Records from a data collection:
++++++++++++++++++++

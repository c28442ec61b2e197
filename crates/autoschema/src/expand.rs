//! Relationship expansion: the fields, indexes, and join tables a set of
//! association declarations implies.
//!
//! Expansion mutates the entity's [`TableSpec`] in place. Explicit field
//! declarations always win over relationship-derived ones of the same
//! name: `TableSpec::declare_field` keeps the first declaration, and the
//! builder runs before the expander.

use autoschema_model::{
    AssociationKind, AssociationSpec, ColumnType, FieldSpec, IndexSpec, SchemaSnapshot,
    TableSpec, join_table_name,
};

/// A join table implied by a many-to-many association.
#[derive(Debug, Clone)]
pub struct JoinTable {
    /// The synthesized spec: no primary key, two foreign key columns, one
    /// unique composite index.
    pub spec: TableSpec,
    /// Whether the table was absent from the live snapshot and therefore
    /// needs creating this pass.
    pub missing: bool,
}

/// Expand every association onto `spec`, returning the join tables the
/// many-to-many associations imply.
///
/// `entity_name` is the owning entity's singular name (used for the
/// entity-side join column, `article` -> `article_id`); `live` decides
/// whether each join table still needs creating.
pub fn expand_associations(
    spec: &mut TableSpec,
    entity_name: &str,
    associations: &[AssociationSpec],
    live: &SchemaSnapshot,
) -> Vec<JoinTable> {
    let mut join_tables = Vec::new();

    for assoc in associations {
        match assoc.kind {
            AssociationKind::BelongsTo => expand_belongs_to(spec, assoc),
            AssociationKind::ManyToMany => {
                let join = expand_many_to_many(spec, entity_name, assoc, live);
                join_tables.push(join);
            }
        }
    }

    join_tables
}

fn expand_belongs_to(spec: &mut TableSpec, assoc: &AssociationSpec) {
    let table = spec.table_name.clone();
    let foreign_key = assoc.foreign_key_column();
    spec.declare_field(FieldSpec::new(&foreign_key, ColumnType::Integer));

    if assoc.polymorphic {
        let type_column = assoc.type_column();
        spec.declare_field(FieldSpec::new(&type_column, ColumnType::String));
        // One composite index over both columns, not two single-column
        // indexes.
        spec.declare_index(IndexSpec::derived(
            &table,
            &[foreign_key.as_str(), type_column.as_str()],
            false,
        ));
    } else {
        spec.declare_index(IndexSpec::derived(&table, &[foreign_key.as_str()], false));
    }
}

fn expand_many_to_many(
    spec: &TableSpec,
    entity_name: &str,
    assoc: &AssociationSpec,
    live: &SchemaSnapshot,
) -> JoinTable {
    let table = assoc
        .join_table
        .clone()
        .unwrap_or_else(|| join_table_name(&spec.table_name, &assoc.target_table()));

    let own_key = format!("{}_id", entity_name);
    let target_key = assoc.join_target_column();

    // Sorted column order keeps the synthesized spec (and the derived
    // index name) identical no matter which side declared the
    // association.
    let mut keys = [own_key, target_key];
    keys.sort();

    let mut join = TableSpec::new(&table, None);
    for key in &keys {
        join.declare_field(FieldSpec::new(key, ColumnType::Integer));
    }
    join.declare_index(IndexSpec::derived(
        &table,
        &[keys[0].as_str(), keys[1].as_str()],
        true,
    ));

    JoinTable {
        missing: !live.contains(&table),
        spec: join,
    }
}

/// Ensure the inheritance discriminator column and its (non-unique) index
/// on an entity type with specializations.
pub fn expand_inheritance(spec: &mut TableSpec, inheritance_column: &str) {
    let table = spec.table_name.clone();
    spec.declare_field(FieldSpec::new(inheritance_column, ColumnType::String));
    spec.declare_index(IndexSpec::derived(&table, &[inheritance_column], false));
}

#[cfg(test)]
mod tests {
    use super::*;
    use autoschema_model::{FieldConstraints, MAX_IDENTIFIER_LENGTH};
    use std::collections::BTreeSet;

    fn empty_snapshot() -> SchemaSnapshot {
        SchemaSnapshot::default()
    }

    fn articles_spec() -> TableSpec {
        let mut spec = TableSpec::new("articles", Some("id"));
        spec.declare_field(FieldSpec::new("id", ColumnType::BigInt));
        spec
    }

    #[test]
    fn test_belongs_to_adds_key_and_index() {
        let mut spec = articles_spec();
        expand_associations(
            &mut spec,
            "article",
            &[AssociationSpec::belongs_to("author")],
            &empty_snapshot(),
        );

        assert_eq!(spec.fields["author_id"].ty, ColumnType::Integer);
        let index = &spec.indexes["idx_articles_author_id"];
        assert_eq!(index.columns, vec!["author_id"]);
        assert!(!index.unique);
    }

    #[test]
    fn test_explicit_declaration_wins_over_derived() {
        let mut spec = articles_spec();
        // Explicitly declared as bigint not-null before expansion.
        spec.declare_field(FieldSpec::with_constraints(
            "author_id",
            ColumnType::BigInt,
            FieldConstraints::default().not_null(),
        ));
        expand_associations(
            &mut spec,
            "article",
            &[AssociationSpec::belongs_to("author")],
            &empty_snapshot(),
        );

        let field = &spec.fields["author_id"];
        assert_eq!(field.ty, ColumnType::BigInt);
        assert_eq!(field.constraints.null, Some(false));
        // The index is still ensured.
        assert!(spec.indexes.contains_key("idx_articles_author_id"));
    }

    #[test]
    fn test_polymorphic_yields_single_composite_index() {
        let mut spec = articles_spec();
        expand_associations(
            &mut spec,
            "article",
            &[AssociationSpec {
                polymorphic: true,
                ..AssociationSpec::belongs_to("owner")
            }],
            &empty_snapshot(),
        );

        assert_eq!(spec.fields["owner_id"].ty, ColumnType::Integer);
        assert_eq!(spec.fields["owner_type"].ty, ColumnType::String);
        assert_eq!(spec.indexes.len(), 1, "exactly one index: {:?}", spec.indexes.keys());
        let index = &spec.indexes["idx_articles_owner_id_owner_type"];
        assert_eq!(index.columns, vec!["owner_id", "owner_type"]);
    }

    #[test]
    fn test_many_to_many_synthesizes_join_table() {
        let mut spec = articles_spec();
        let joins = expand_associations(
            &mut spec,
            "article",
            &[AssociationSpec::many_to_many("tags")],
            &empty_snapshot(),
        );

        assert_eq!(joins.len(), 1);
        let join = &joins[0];
        assert!(join.missing);
        assert_eq!(join.spec.table_name, "articles_tags");
        assert_eq!(join.spec.primary_key, None);
        assert_eq!(
            join.spec.fields.keys().collect::<Vec<_>>(),
            vec!["article_id", "tag_id"]
        );
        let index = join.spec.indexes.values().next().unwrap();
        assert!(index.unique);
        assert_eq!(index.columns, vec!["article_id", "tag_id"]);
        // The owning table itself gains no columns.
        assert_eq!(spec.fields.len(), 1);
    }

    #[test]
    fn test_many_to_many_existing_join_table_not_recreated() {
        let mut spec = articles_spec();
        let live = SchemaSnapshot {
            tables: BTreeSet::from(["articles_tags".to_string()]),
        };
        let joins =
            expand_associations(&mut spec, "article", &[AssociationSpec::many_to_many("tags")], &live);
        assert!(!joins[0].missing);
    }

    #[test]
    fn test_join_index_name_truncated() {
        let mut def = TableSpec::new("extraordinarily_long_collection_name_one", Some("id"));
        let joins = expand_associations(
            &mut def,
            "extraordinarily_long_collection_name_one",
            &[AssociationSpec::many_to_many(
                "extraordinarily_long_collection_name_twos",
            )],
            &empty_snapshot(),
        );
        let index = joins[0].spec.indexes.values().next().unwrap();
        assert!(index.name.len() <= MAX_IDENTIFIER_LENGTH);
    }

    #[test]
    fn test_inheritance_discriminator() {
        let mut spec = articles_spec();
        expand_inheritance(&mut spec, "type");
        assert_eq!(spec.fields["type"].ty, ColumnType::String);
        let index = &spec.indexes["idx_articles_type"];
        assert!(!index.unique);
    }
}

++++++++++++++++++++

Transcribe all the entries, keeping each one exactly as it is.

[Output of the task]
repository c28442ec61b2e197
filename crates/autoschema/src/expand.rs
//! Relationship expansion: the fields, indexes, and join tables a set of
//! association declarations implies.
//!
//! Expansion mutates the entity's [`TableSpec`] in place. Explicit field
//! declarations always win over relationship-derived ones of the same
//! name: `TableSpec::declare_field` keeps the first declaration, and the
//! builder runs before the expander.

use autoschema_model::{
    AssociationKind, AssociationSpec, ColumnType, FieldSpec, IndexSpec, SchemaSnapshot,
    TableSpec, join_table_name,
};

/// A join table implied by a many-to-many association.
#[derive(Debug, Clone)]
pub struct JoinTable {
    /// The synthesized spec: no primary key, two foreign key columns, one
    /// unique composite index.
    pub spec: TableSpec,
    /// Whether the table was absent from the live snapshot and therefore
    /// needs creating this pass.
    pub missing: bool,
}

/// Expand every association onto `spec`, returning the join tables the
/// many-to-many associations imply.
///
/// `entity_name` is the owning entity's singular name (used for the
/// entity-side join column, `article` -> `article_id`); `live` decides
/// whether each join table still needs creating.
pub fn expand_associations(
    spec: &mut TableSpec,
    entity_name: &str,
    associations: &[AssociationSpec],
    live: &SchemaSnapshot,
) -> Vec<JoinTable> {
    let mut join_tables = Vec::new();

    for assoc in associations {
        match assoc.kind {
            AssociationKind::BelongsTo => expand_belongs_to(spec, assoc),
            AssociationKind::ManyToMany => {
                let join = expand_many_to_many(spec, entity_name, assoc, live);
                join_tables.push(join);
            }
        }
    }

    join_tables
}

fn expand_belongs_to(spec: &mut TableSpec, assoc: &AssociationSpec) {
    let table = spec.table_name.clone();
    let foreign_key = assoc.foreign_key_column();
    spec.declare_field(FieldSpec::new(&foreign_key, ColumnType::Integer));

    if assoc.polymorphic {
        let type_column = assoc.type_column();
        spec.declare_field(FieldSpec::new(&type_column, ColumnType::String));
        // One composite index over both columns, not two single-column
        // indexes.
        spec.declare_index(IndexSpec::derived(
            &table,
            &[foreign_key.as_str(), type_column.as_str()],
            false,
        ));
    } else {
        spec.declare_index(IndexSpec::derived(&table, &[foreign_key.as_str()], false));
    }
}

fn expand_many_to_many(
    spec: &TableSpec,
    entity_name: &str,
    assoc: &AssociationSpec,
    live: &SchemaSnapshot,
) -> JoinTable {
    let table = assoc
        .join_table
        .clone()
        .unwrap_or_else(|| join_table_name(&spec.table_name, &assoc.target_table()));

    let own_key = format!("{}_id", entity_name);
    let target_key = assoc.join_target_column();

    // Sorted column order keeps the synthesized spec (and the derived
    // index name) identical no matter which side declared the
    // association.
    let mut keys = [own_key, target_key];
    keys.sort();

    let mut join = TableSpec::new(&table, None);
    for key in &keys {
        join.declare_field(FieldSpec::new(key, ColumnType::Integer));
    }
    join.declare_index(IndexSpec::derived(
        &table,
        &[keys[0].as_str(), keys[1].as_str()],
        true,
    ));

    JoinTable {
        missing: !live.contains(&table),
        spec: join,
    }
}

/// Ensure the inheritance discriminator column and its (non-unique) index
/// on an entity type with specializations.
pub fn expand_inheritance(spec: &mut TableSpec, inheritance_column: &str) {
    let table = spec.table_name.clone();
    spec.declare_field(FieldSpec::new(inheritance_column, ColumnType::String));
    spec.declare_index(IndexSpec::derived(&table, &[inheritance_column], false));
}

#[cfg(test)]
mod tests {
    use super::*;
    use autoschema_model::{FieldConstraints, MAX_IDENTIFIER_LENGTH};
    use std::collections::BTreeSet;

    fn empty_snapshot() -> SchemaSnapshot {
        SchemaSnapshot::default()
    }

    fn articles_spec() -> TableSpec {
        let mut spec = TableSpec::new("articles", Some("id"));
        spec.declare_field(FieldSpec::new("id", ColumnType::BigInt));
        spec
    }

    #[test]
    fn test_belongs_to_adds_key_and_index() {
        let mut spec = articles_spec();
        expand_associations(
            &mut spec,
            "article",
            &[AssociationSpec::belongs_to("author")],
            &empty_snapshot(),
        );

        assert_eq!(spec.fields["author_id"].ty, ColumnType::Integer);
        let index = &spec.indexes["idx_articles_author_id"];
        assert_eq!(index.columns, vec!["author_id"]);
        assert!(!index.unique);
    }

    #[test]
    fn test_explicit_declaration_wins_over_derived() {
        let mut spec = articles_spec();
        // Explicitly declared as bigint not-null before expansion.
        spec.declare_field(FieldSpec::with_constraints(
            "author_id",
            ColumnType::BigInt,
            FieldConstraints::default().not_null(),
        ));
        expand_associations(
            &mut spec,
            "article",
            &[AssociationSpec::belongs_to("author")],
            &empty_snapshot(),
        );

        let field = &spec.fields["author_id"];
        assert_eq!(field.ty, ColumnType::BigInt);
        assert_eq!(field.constraints.null, Some(false));
        // The index is still ensured.
        assert!(spec.indexes.contains_key("idx_articles_author_id"));
    }

    #[test]
    fn test_polymorphic_yields_single_composite_index() {
        let mut spec = articles_spec();
        expand_associations(
            &mut spec,
            "article",
            &[AssociationSpec {
                polymorphic: true,
                ..AssociationSpec::belongs_to("owner")
            }],
            &empty_snapshot(),
        );

        assert_eq!(spec.fields["owner_id"].ty, ColumnType::Integer);
        assert_eq!(spec.fields["owner_type"].ty, ColumnType::String);
        assert_eq!(spec.indexes.len(), 1, "exactly one index: {:?}", spec.indexes.keys());
        let index = &spec.indexes["idx_articles_owner_id_owner_type"];
        assert_eq!(index.columns, vec!["owner_id", "owner_type"]);
    }

    #[test]
    fn test_many_to_many_synthesizes_join_table() {
        let mut spec = articles_spec();
        let joins = expand_associations(
            &mut spec,
            "article",
            &[AssociationSpec::many_to_many("tags")],
            &empty_snapshot(),
        );

        assert_eq!(joins.len(), 1);
        let join = &joins[0];
        assert!(join.missing);
        assert_eq!(join.spec.table_name, "articles_tags");
        assert_eq!(join.spec.primary_key, None);
        assert_eq!(
            join.spec.fields.keys().collect::<Vec<_>>(),
            vec!["article_id", "tag_id"]
        );
        let index = join.spec.indexes.values().next().unwrap();
        assert!(index.unique);
        assert_eq!(index.columns, vec!["article_id", "tag_id"]);
        // The owning table itself gains no columns.
        assert_eq!(spec.fields.len(), 1);
    }

    #[test]
    fn test_many_to_many_existing_join_table_not_recreated() {
        let mut spec = articles_spec();
        let live = SchemaSnapshot {
            tables: BTreeSet::from(["articles_tags".to_string()]),
        };
        let joins =
            expand_associations(&mut spec, "article", &[AssociationSpec::many_to_many("tags")], &live);
        assert!(!joins[0].missing);
    }

    #[test]
    fn test_join_index_name_truncated() {
        let mut def = TableSpec::new("extraordinarily_long_collection_name_one", Some("id"));
        let joins = expand_associations(
            &mut def,
            "extraordinarily_long_collection_name_one",
            &[AssociationSpec::many_to_many(
                "extraordinarily_long_collection_name_twos",
            )],
            &empty_snapshot(),
        );
        let index = joins[0].spec.indexes.values().next().unwrap();
        assert!(index.name.len() <= MAX_IDENTIFIER_LENGTH);
    }

    #[test]
    fn test_inheritance_discriminator() {
        let mut spec = articles_spec();
        expand_inheritance(&mut spec, "type");
        assert_eq!(spec.fields["type"].ty, ColumnType::String);
        let index = &spec.indexes["idx_articles_type"];
        assert!(!index.unique);
    }
}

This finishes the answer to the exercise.